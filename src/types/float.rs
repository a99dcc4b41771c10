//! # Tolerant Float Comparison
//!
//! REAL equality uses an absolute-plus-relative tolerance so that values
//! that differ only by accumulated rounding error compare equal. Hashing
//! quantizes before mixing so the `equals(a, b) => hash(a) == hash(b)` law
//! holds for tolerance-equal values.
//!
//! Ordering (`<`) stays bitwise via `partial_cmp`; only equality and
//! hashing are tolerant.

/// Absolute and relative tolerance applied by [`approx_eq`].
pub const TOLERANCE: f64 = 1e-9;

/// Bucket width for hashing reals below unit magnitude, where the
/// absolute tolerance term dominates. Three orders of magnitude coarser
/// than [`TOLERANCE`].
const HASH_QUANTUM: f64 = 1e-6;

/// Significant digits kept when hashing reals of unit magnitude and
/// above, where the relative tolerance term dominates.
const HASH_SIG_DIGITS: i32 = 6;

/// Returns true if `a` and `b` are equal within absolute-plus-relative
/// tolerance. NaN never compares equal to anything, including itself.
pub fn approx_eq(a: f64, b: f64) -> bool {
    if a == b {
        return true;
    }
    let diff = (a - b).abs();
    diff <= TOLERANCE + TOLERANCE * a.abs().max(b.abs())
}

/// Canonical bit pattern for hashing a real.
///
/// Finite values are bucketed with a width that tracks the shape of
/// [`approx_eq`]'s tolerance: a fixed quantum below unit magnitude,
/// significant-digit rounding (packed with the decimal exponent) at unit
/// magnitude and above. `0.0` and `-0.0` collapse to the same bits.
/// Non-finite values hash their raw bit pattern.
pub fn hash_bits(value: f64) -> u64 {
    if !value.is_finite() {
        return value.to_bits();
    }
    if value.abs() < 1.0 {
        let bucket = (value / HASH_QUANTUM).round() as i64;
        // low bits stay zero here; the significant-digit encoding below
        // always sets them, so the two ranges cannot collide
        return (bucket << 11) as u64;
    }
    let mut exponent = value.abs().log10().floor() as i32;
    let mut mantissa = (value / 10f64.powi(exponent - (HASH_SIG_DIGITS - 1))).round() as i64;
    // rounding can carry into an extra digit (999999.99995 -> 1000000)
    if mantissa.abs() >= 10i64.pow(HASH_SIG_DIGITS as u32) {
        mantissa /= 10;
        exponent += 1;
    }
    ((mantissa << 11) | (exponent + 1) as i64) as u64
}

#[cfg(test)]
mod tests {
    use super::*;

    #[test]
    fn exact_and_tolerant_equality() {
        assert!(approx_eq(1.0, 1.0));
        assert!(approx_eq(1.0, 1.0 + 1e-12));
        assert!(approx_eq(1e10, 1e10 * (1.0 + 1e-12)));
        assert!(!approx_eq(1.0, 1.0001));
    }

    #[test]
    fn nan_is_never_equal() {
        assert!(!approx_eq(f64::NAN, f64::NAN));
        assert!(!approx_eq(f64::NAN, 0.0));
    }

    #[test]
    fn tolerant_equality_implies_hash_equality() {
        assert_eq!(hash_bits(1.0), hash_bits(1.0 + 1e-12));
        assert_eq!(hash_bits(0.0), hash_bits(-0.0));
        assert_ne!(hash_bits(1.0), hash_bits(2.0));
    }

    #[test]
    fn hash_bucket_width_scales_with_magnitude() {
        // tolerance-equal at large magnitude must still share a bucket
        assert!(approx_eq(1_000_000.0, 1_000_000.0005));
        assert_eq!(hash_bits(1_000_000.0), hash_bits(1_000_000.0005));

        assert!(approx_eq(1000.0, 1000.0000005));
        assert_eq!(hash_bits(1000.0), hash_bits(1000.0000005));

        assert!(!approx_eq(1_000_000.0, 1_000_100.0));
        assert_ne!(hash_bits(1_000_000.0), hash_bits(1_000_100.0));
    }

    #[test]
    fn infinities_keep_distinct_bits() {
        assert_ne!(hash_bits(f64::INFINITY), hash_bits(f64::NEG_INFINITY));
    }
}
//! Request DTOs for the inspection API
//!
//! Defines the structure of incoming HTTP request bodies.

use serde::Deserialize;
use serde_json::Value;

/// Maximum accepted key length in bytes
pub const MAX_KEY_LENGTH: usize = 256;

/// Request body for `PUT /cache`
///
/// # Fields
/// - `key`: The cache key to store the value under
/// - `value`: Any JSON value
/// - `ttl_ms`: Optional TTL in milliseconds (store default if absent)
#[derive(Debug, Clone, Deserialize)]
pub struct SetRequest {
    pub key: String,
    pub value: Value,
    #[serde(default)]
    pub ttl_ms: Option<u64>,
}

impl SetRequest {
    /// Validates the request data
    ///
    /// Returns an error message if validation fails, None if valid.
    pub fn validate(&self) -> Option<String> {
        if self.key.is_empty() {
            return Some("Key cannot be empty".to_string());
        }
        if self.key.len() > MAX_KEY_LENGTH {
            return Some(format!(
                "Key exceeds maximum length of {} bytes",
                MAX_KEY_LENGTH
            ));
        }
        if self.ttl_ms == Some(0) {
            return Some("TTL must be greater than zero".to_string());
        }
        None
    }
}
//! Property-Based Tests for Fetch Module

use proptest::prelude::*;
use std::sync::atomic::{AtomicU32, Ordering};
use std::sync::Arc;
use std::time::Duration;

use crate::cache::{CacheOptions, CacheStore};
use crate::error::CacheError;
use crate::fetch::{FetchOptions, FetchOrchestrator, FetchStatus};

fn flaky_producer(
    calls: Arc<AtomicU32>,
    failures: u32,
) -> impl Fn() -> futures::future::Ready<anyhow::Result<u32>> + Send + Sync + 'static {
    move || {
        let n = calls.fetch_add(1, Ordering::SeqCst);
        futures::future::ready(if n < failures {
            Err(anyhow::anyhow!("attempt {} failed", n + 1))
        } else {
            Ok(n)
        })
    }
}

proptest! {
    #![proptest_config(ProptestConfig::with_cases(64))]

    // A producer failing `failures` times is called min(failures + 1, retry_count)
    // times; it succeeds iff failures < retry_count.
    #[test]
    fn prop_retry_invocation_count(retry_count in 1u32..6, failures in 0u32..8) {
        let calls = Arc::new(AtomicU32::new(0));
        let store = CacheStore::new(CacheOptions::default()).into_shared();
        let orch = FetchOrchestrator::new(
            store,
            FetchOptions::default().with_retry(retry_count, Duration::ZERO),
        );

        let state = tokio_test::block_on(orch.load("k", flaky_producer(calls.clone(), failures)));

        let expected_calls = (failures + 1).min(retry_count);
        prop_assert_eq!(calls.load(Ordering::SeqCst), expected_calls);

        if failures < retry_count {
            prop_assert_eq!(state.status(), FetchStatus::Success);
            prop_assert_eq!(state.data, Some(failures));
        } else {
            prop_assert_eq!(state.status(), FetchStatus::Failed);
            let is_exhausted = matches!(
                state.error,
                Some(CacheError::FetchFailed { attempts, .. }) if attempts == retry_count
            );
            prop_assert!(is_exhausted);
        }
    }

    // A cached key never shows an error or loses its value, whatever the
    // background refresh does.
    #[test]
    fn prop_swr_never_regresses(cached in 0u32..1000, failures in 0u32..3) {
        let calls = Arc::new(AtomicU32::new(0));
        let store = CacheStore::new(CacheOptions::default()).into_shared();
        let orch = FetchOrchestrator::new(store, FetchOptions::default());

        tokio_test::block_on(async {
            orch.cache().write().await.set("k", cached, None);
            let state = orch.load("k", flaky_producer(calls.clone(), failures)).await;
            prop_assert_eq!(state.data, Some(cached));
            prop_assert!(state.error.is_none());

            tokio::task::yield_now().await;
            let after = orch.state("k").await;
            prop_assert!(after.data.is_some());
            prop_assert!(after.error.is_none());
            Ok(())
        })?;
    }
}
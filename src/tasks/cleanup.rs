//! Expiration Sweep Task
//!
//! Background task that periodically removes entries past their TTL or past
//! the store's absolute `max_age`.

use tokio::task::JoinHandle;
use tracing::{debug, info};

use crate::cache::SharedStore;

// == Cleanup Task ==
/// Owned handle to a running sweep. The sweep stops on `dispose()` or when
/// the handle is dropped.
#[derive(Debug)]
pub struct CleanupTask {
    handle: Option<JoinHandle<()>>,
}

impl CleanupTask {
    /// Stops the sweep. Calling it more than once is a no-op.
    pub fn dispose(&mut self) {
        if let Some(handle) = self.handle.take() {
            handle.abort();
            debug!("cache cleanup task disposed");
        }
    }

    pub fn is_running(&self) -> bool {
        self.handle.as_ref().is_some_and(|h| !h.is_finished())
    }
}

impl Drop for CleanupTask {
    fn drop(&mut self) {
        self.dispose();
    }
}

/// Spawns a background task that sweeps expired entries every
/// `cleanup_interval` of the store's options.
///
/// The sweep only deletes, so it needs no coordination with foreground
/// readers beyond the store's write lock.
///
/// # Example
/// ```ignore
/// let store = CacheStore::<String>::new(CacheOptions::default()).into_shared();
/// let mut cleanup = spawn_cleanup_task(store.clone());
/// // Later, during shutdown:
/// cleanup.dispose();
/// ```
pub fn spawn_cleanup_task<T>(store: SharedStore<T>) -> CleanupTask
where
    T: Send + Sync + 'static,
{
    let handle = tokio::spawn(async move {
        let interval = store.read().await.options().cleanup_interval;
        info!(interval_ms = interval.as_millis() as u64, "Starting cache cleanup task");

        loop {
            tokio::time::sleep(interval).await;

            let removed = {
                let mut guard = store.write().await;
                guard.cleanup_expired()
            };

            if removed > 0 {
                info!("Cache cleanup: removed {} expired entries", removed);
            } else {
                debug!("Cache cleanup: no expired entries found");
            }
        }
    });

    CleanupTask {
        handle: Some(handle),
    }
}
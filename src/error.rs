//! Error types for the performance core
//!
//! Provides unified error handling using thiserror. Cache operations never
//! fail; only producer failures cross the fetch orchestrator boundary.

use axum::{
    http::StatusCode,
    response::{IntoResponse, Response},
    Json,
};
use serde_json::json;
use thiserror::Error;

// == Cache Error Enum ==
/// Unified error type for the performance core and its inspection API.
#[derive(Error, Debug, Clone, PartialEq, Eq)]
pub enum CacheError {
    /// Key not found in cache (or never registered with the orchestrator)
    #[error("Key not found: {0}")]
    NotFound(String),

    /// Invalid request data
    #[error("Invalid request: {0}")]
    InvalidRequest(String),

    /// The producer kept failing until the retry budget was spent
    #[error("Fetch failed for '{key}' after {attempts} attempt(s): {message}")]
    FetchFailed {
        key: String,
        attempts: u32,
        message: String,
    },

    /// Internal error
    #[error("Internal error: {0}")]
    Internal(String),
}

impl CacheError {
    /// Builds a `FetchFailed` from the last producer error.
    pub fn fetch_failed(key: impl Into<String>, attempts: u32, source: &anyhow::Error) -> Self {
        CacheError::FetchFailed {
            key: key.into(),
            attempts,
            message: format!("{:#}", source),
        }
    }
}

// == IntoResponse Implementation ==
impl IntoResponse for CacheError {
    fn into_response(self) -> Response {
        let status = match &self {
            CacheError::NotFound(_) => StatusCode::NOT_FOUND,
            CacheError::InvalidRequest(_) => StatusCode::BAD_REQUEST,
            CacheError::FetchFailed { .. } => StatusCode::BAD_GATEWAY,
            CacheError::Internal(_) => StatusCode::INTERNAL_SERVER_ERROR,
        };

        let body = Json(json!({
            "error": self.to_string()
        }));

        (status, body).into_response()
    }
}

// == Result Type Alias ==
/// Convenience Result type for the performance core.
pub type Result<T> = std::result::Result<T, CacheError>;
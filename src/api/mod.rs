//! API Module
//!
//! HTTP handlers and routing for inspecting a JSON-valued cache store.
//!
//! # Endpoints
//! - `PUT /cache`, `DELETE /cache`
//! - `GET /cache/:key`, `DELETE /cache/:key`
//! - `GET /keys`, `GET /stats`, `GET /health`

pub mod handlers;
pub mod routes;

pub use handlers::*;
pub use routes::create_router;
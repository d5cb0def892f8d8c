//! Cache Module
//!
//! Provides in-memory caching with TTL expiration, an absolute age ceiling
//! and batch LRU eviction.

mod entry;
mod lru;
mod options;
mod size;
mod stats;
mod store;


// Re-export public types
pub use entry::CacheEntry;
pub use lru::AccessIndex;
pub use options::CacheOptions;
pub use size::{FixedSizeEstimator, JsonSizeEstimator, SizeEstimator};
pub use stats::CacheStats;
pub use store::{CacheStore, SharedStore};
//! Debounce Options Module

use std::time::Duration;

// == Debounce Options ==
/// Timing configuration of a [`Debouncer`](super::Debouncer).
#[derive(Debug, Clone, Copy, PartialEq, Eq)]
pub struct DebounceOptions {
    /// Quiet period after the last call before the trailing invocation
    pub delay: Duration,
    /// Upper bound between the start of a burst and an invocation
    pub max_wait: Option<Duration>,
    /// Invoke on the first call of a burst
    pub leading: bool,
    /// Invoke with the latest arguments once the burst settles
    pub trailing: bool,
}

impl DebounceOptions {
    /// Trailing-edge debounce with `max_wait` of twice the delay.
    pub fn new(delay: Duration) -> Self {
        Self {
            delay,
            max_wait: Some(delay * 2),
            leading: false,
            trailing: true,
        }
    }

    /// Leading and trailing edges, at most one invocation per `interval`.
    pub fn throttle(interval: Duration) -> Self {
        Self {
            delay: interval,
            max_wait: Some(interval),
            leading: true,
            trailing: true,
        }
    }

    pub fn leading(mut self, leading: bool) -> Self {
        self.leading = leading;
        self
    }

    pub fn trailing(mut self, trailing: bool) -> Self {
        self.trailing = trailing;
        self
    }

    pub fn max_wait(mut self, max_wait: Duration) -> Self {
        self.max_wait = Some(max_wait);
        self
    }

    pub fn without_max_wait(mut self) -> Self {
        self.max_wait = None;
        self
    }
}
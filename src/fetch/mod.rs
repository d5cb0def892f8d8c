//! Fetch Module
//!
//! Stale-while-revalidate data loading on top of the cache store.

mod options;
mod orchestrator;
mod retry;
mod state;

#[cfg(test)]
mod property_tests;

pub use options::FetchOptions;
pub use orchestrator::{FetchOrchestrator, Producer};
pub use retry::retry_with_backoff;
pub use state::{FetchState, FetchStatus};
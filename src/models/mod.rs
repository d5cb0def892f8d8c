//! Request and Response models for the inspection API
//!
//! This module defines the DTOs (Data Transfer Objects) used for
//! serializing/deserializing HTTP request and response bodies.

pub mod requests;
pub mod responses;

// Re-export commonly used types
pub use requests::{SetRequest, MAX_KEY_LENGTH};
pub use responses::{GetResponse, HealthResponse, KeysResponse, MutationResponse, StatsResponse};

> [REQUIRED ACTION]:
Copy each line of the preceding data that contains the string "SeqCst".

> [RESULT FOR THIS TASK]:
        let n = calls.fetch_add(1, Ordering::SeqCst);
        prop_assert_eq!(calls.load(Ordering::SeqCst), expected_calls);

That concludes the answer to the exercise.